◆ Instructions for the task ◆
How many lines of these records hold the string "into"? Reply with the number alone.

[Stored dataset items]
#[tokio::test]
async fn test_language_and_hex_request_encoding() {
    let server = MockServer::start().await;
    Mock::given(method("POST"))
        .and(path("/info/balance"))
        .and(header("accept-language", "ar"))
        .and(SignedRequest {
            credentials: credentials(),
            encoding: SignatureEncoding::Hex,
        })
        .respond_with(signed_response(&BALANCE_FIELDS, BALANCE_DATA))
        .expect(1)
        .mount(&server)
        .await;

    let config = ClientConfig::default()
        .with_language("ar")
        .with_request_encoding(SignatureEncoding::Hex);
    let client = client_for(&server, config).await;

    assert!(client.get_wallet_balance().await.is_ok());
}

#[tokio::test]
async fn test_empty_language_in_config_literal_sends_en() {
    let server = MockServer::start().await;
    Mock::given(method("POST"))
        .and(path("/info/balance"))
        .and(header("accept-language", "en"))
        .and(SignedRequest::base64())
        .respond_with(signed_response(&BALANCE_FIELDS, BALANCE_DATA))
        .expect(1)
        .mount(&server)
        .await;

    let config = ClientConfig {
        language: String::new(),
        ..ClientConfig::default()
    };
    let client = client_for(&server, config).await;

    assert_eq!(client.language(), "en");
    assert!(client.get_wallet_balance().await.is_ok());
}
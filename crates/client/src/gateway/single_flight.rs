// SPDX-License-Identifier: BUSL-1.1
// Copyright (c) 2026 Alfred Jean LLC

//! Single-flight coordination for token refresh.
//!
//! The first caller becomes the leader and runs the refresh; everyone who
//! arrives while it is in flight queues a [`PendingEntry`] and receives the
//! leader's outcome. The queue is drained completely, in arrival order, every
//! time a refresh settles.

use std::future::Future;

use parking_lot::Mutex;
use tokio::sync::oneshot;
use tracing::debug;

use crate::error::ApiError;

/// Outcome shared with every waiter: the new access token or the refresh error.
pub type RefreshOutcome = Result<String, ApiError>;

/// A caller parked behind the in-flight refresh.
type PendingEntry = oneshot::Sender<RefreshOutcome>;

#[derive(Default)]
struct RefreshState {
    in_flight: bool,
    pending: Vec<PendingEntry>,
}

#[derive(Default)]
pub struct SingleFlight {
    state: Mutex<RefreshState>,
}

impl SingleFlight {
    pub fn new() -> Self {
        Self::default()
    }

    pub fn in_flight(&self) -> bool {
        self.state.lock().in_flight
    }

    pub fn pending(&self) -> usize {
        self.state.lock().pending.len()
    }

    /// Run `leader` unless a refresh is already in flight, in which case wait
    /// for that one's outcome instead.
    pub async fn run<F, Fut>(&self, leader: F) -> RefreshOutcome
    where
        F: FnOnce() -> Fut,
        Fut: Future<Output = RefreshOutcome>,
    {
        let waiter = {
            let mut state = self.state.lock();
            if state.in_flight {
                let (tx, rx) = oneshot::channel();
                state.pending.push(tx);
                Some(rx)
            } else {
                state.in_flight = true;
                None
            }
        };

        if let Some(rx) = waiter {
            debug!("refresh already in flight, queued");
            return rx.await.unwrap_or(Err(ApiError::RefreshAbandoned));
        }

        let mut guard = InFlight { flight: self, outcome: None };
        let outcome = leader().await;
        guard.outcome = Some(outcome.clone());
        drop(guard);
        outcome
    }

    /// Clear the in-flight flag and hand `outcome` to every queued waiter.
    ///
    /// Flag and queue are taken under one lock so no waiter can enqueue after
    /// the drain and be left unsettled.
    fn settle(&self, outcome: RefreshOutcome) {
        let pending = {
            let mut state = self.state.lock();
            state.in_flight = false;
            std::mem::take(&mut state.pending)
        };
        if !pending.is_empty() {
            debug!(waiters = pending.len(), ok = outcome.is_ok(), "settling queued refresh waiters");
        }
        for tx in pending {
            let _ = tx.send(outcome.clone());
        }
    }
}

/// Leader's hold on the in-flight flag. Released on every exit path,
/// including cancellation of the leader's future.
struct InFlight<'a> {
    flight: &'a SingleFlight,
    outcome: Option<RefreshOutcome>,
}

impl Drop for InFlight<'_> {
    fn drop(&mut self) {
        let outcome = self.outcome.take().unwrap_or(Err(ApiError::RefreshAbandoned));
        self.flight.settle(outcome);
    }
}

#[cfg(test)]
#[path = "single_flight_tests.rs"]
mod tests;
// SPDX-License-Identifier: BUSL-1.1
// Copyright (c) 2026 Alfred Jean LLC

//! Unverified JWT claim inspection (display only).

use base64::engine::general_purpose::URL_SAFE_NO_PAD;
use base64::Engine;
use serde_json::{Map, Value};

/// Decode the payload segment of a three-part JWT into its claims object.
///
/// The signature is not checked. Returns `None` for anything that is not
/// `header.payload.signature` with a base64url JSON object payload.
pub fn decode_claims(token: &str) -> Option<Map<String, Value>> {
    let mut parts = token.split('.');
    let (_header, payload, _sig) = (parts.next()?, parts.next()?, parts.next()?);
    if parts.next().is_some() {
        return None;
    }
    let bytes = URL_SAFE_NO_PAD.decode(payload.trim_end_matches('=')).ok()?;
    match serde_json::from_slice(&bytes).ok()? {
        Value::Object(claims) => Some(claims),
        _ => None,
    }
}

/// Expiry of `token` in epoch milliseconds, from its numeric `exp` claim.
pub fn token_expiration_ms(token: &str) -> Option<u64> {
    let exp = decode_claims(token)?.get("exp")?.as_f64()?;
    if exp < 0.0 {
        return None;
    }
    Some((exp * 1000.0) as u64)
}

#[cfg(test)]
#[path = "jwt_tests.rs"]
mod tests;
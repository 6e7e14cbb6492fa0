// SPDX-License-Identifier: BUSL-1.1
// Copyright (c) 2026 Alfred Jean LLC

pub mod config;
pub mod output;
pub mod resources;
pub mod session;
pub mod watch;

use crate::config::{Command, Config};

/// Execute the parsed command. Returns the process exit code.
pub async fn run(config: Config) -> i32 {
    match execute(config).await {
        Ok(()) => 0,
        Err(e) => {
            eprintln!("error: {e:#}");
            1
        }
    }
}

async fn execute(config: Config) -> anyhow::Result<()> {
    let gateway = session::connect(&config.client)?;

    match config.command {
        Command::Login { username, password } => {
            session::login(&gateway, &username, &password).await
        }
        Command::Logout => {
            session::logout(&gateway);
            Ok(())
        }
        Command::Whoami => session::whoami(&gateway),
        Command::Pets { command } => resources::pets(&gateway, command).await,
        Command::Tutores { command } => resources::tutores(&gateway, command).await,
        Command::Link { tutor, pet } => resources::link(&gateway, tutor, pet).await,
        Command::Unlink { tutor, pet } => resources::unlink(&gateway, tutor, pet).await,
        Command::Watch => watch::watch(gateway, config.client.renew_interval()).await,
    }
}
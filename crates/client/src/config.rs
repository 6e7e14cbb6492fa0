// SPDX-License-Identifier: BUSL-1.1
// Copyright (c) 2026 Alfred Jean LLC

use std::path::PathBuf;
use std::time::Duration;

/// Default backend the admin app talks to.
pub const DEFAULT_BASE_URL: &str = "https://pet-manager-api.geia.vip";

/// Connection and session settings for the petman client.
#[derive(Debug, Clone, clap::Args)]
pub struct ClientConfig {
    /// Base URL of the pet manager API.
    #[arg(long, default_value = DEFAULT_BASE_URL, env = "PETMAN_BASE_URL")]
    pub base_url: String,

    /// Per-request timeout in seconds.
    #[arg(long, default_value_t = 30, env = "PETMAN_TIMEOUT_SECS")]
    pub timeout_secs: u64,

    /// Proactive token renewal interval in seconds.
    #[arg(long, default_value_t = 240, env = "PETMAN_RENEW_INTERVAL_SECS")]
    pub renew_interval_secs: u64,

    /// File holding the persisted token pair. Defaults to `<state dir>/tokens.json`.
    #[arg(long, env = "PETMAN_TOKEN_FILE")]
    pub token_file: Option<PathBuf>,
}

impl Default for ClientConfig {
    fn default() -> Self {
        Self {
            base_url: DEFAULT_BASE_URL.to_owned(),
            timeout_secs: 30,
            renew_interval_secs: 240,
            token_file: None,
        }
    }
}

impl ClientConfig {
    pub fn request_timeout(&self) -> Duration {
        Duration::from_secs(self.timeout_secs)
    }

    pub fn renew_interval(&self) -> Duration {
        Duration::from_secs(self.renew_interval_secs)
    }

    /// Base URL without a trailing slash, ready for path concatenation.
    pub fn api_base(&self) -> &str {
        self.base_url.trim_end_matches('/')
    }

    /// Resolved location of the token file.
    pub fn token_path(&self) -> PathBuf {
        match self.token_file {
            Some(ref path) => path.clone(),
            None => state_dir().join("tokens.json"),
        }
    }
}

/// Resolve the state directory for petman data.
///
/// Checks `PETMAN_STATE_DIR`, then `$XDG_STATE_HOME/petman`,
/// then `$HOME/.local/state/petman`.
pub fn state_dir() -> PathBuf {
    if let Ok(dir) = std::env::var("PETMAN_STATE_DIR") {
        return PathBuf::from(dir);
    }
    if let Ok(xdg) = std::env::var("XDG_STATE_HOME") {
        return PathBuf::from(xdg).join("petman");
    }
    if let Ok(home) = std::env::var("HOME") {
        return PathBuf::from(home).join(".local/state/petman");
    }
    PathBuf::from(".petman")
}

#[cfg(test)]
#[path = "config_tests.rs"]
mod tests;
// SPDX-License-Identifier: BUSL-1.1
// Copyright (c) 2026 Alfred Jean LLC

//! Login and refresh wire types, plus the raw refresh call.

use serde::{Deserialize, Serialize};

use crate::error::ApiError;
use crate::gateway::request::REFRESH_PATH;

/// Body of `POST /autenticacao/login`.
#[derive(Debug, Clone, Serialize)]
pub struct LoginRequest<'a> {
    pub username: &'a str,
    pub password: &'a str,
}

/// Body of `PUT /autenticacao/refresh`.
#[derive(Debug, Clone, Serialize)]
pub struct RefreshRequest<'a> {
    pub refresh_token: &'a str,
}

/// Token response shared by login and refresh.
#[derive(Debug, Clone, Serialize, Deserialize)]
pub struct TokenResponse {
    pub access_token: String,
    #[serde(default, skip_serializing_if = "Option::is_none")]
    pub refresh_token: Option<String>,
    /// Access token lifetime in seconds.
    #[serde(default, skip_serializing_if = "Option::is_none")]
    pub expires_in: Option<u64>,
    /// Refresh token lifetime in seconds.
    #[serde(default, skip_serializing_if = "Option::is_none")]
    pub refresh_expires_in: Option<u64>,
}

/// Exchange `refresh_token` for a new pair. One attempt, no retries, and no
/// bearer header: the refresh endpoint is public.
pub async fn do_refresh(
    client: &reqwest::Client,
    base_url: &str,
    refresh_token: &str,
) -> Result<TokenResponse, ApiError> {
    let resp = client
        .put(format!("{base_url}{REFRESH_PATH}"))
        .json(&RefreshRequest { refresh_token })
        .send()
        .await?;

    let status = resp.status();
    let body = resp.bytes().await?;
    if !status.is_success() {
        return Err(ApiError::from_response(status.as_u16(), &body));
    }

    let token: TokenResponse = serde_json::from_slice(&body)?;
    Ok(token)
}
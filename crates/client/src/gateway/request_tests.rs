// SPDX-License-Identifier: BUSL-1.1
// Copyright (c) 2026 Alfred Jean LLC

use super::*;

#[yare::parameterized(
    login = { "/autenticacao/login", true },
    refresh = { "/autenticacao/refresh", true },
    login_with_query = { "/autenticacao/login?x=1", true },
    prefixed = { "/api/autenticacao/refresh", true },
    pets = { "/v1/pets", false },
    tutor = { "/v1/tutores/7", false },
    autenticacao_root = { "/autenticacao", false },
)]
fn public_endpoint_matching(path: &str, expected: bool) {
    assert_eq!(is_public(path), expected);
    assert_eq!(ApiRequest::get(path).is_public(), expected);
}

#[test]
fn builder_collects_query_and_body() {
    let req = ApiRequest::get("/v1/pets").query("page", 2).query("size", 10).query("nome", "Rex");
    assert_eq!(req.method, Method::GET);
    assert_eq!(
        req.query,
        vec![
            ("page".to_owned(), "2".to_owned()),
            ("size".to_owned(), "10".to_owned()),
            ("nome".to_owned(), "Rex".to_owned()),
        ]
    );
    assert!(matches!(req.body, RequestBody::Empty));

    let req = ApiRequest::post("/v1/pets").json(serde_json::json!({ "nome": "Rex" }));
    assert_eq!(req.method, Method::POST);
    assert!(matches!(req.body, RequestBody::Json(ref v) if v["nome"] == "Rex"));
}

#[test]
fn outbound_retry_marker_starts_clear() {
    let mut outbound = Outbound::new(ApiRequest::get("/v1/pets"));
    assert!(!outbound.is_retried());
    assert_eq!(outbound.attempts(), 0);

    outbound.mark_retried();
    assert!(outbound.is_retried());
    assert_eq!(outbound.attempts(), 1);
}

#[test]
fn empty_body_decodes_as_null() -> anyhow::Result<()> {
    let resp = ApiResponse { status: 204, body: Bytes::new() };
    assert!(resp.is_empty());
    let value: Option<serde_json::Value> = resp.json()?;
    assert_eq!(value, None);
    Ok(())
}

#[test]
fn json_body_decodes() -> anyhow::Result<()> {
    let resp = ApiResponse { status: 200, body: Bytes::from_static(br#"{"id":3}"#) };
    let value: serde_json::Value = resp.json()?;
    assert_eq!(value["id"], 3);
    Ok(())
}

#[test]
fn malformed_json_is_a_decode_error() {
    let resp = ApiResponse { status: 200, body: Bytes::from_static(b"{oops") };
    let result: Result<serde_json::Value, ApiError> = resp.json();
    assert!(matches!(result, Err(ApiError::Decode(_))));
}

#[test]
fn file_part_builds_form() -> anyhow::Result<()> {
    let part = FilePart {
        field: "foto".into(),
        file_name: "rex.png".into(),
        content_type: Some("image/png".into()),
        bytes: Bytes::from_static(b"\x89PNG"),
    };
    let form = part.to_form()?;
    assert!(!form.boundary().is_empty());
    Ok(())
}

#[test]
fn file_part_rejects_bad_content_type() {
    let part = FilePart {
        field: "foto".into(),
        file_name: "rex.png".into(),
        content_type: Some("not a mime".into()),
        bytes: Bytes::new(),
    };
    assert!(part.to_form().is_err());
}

◆ Solution ◆
7